▶ **Action item**
For the entries below, the expected answer is the line with "#[derive(Debug, Default)]", the line with "let decoder = NgcDsp", and every line between them, exactly as written, and nothing more.

:: Source material

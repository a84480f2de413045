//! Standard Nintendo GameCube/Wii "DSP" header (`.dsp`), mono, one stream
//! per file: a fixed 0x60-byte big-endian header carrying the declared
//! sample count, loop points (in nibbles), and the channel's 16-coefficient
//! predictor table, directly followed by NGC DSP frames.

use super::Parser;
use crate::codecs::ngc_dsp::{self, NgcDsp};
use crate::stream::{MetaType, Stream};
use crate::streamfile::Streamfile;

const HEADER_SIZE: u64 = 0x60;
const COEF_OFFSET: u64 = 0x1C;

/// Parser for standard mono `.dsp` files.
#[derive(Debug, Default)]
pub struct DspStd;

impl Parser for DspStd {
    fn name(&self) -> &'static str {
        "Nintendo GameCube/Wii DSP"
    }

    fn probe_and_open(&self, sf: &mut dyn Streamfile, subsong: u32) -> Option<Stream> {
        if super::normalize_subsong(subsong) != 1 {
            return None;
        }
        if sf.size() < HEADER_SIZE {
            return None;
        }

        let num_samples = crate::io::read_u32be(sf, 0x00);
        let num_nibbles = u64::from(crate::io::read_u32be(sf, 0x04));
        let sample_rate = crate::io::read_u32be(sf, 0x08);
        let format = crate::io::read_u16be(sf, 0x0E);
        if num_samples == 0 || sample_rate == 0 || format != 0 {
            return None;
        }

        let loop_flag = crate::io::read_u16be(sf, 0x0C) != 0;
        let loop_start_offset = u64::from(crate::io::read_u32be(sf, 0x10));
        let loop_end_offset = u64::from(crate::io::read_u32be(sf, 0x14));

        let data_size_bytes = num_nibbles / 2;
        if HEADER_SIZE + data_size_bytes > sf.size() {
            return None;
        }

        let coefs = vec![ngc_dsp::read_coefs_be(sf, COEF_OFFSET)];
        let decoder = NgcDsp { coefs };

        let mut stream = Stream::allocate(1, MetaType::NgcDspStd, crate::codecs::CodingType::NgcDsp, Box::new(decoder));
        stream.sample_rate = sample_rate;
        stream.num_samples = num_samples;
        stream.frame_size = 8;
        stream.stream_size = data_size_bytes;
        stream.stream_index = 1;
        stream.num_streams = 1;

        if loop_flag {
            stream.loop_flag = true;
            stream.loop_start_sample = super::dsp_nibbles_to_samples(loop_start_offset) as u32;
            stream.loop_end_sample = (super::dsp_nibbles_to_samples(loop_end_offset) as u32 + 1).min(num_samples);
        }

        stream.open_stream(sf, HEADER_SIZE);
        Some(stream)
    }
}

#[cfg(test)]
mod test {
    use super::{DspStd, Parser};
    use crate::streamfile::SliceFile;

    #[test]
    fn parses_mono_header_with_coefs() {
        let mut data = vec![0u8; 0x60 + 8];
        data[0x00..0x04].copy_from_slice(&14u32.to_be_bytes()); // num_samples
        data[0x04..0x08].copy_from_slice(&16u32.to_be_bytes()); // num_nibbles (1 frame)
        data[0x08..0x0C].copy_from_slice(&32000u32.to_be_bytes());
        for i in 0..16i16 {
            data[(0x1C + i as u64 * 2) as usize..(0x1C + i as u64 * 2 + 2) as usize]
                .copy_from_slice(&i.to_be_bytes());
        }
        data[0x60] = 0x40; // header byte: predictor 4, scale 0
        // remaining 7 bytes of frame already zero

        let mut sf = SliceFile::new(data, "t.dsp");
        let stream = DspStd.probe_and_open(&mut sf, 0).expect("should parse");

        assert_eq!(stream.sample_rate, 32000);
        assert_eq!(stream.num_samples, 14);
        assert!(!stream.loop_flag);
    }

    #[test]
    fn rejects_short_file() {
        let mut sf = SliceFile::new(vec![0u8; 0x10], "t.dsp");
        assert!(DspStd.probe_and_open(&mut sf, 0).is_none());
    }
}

::::
:: Source material

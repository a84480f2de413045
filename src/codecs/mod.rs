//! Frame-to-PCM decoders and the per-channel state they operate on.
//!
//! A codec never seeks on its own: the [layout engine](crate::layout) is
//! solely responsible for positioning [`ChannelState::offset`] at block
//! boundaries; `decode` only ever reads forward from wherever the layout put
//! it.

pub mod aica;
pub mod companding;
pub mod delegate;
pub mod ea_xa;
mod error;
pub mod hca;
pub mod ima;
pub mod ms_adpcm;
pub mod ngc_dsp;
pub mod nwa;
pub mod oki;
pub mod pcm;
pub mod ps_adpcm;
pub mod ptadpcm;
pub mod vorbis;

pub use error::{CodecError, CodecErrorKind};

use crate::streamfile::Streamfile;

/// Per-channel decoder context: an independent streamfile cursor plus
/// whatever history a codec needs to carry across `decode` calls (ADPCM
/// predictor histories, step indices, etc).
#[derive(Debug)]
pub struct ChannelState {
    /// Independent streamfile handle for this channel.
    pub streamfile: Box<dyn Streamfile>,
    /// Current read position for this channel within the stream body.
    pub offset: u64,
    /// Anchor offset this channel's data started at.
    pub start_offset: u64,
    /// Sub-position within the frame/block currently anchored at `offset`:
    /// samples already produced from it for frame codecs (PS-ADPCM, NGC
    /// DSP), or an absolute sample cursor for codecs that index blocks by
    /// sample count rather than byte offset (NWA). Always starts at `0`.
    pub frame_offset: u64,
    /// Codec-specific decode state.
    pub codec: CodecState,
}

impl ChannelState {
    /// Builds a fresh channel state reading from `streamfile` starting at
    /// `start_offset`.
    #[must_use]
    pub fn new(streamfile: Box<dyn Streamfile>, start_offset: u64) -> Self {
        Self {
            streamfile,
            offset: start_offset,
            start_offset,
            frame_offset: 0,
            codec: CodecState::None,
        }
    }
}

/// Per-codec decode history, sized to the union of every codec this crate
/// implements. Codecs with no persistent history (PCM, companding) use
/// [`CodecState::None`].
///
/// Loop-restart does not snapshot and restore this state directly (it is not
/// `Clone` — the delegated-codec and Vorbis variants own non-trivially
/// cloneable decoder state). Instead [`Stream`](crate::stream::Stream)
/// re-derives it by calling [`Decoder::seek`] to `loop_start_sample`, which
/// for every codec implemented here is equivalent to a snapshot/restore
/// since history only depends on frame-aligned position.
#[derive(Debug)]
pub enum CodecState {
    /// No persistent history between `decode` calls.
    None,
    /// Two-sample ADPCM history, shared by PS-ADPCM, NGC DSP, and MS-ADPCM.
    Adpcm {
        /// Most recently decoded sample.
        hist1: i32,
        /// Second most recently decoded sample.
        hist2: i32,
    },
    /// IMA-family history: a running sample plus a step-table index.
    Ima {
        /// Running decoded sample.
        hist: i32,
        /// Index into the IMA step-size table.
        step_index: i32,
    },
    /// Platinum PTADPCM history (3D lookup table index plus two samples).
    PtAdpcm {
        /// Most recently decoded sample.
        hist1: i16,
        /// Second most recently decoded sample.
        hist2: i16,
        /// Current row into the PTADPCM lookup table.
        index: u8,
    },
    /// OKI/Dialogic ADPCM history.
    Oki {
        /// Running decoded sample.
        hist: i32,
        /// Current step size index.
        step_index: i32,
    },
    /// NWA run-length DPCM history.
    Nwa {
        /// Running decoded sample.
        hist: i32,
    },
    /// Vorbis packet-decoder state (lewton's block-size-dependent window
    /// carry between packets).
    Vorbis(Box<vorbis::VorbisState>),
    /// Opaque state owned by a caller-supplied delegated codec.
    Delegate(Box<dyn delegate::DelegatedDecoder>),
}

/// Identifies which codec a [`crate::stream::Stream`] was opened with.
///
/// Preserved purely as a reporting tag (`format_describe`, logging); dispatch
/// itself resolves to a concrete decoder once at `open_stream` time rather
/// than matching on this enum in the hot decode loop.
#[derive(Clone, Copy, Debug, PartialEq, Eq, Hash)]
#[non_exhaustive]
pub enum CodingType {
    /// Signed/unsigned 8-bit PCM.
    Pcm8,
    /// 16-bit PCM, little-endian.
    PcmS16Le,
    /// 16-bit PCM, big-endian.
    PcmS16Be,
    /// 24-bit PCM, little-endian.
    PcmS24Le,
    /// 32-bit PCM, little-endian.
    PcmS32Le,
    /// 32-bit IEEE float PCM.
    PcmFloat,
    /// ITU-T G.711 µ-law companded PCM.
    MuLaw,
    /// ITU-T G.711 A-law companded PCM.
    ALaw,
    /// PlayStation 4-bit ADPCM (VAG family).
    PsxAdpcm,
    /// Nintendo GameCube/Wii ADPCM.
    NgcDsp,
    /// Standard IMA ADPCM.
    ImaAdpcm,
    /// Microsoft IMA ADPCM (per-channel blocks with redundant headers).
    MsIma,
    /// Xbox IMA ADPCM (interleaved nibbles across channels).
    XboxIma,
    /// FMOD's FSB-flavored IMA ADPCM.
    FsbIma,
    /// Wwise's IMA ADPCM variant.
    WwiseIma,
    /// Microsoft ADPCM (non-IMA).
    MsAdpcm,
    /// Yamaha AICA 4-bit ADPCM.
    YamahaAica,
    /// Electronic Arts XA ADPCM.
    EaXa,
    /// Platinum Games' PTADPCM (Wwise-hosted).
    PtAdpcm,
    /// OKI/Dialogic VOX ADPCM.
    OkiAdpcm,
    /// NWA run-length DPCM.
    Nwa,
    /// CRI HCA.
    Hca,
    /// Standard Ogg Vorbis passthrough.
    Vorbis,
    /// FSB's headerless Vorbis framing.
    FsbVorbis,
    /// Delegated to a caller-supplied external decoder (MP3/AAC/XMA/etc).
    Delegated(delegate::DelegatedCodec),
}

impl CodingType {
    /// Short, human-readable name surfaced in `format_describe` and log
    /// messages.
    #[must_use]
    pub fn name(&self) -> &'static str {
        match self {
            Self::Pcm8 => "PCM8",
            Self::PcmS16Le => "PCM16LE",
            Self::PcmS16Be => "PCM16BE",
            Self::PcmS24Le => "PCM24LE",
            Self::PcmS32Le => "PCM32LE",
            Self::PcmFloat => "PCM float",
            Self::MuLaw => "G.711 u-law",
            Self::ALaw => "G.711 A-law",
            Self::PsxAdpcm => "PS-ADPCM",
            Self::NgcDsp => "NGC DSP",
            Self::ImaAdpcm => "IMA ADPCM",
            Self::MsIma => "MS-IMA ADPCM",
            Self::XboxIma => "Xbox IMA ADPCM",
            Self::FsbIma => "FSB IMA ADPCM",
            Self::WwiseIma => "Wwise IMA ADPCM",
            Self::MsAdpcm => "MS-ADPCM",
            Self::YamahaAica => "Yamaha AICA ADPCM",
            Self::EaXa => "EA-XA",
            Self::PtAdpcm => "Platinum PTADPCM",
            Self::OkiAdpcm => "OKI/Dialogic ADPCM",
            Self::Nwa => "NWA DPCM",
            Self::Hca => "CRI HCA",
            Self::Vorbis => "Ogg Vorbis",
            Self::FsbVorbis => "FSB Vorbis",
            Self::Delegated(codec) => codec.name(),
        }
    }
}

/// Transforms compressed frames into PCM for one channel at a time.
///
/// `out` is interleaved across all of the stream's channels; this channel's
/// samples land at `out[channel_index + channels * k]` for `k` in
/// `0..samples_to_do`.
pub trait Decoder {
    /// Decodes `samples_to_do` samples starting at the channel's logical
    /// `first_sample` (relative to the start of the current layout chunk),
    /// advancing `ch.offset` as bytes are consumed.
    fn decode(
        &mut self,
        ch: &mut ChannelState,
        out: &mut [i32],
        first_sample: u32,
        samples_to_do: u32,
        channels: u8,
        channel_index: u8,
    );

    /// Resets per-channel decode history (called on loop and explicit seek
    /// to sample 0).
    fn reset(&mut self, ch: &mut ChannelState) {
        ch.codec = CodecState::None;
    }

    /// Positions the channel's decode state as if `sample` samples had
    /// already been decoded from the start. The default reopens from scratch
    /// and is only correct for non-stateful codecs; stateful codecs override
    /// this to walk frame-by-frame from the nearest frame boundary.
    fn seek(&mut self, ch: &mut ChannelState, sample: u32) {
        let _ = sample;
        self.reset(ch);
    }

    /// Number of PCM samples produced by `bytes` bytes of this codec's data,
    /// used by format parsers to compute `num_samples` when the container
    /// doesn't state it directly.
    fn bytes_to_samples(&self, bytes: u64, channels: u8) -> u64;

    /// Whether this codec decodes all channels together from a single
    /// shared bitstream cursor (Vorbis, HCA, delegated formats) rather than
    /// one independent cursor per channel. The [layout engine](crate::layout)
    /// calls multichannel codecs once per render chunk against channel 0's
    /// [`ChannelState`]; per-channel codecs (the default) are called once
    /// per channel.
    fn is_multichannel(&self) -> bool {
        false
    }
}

::::

▶ **Solved exercise**
#[derive(Debug, Default)]
pub struct DspStd;

impl Parser for DspStd {
    fn name(&self) -> &'static str {
        "Nintendo GameCube/Wii DSP"
    }

    fn probe_and_open(&self, sf: &mut dyn Streamfile, subsong: u32) -> Option<Stream> {
        if super::normalize_subsong(subsong) != 1 {
            return None;
        }
        if sf.size() < HEADER_SIZE {
            return None;
        }

        let num_samples = crate::io::read_u32be(sf, 0x00);
        let num_nibbles = u64::from(crate::io::read_u32be(sf, 0x04));
        let sample_rate = crate::io::read_u32be(sf, 0x08);
        let format = crate::io::read_u16be(sf, 0x0E);
        if num_samples == 0 || sample_rate == 0 || format != 0 {
            return None;
        }

        let loop_flag = crate::io::read_u16be(sf, 0x0C) != 0;
        let loop_start_offset = u64::from(crate::io::read_u32be(sf, 0x10));
        let loop_end_offset = u64::from(crate::io::read_u32be(sf, 0x14));

        let data_size_bytes = num_nibbles / 2;
        if HEADER_SIZE + data_size_bytes > sf.size() {
            return None;
        }

        let coefs = vec![ngc_dsp::read_coefs_be(sf, COEF_OFFSET)];
        let decoder = NgcDsp { coefs };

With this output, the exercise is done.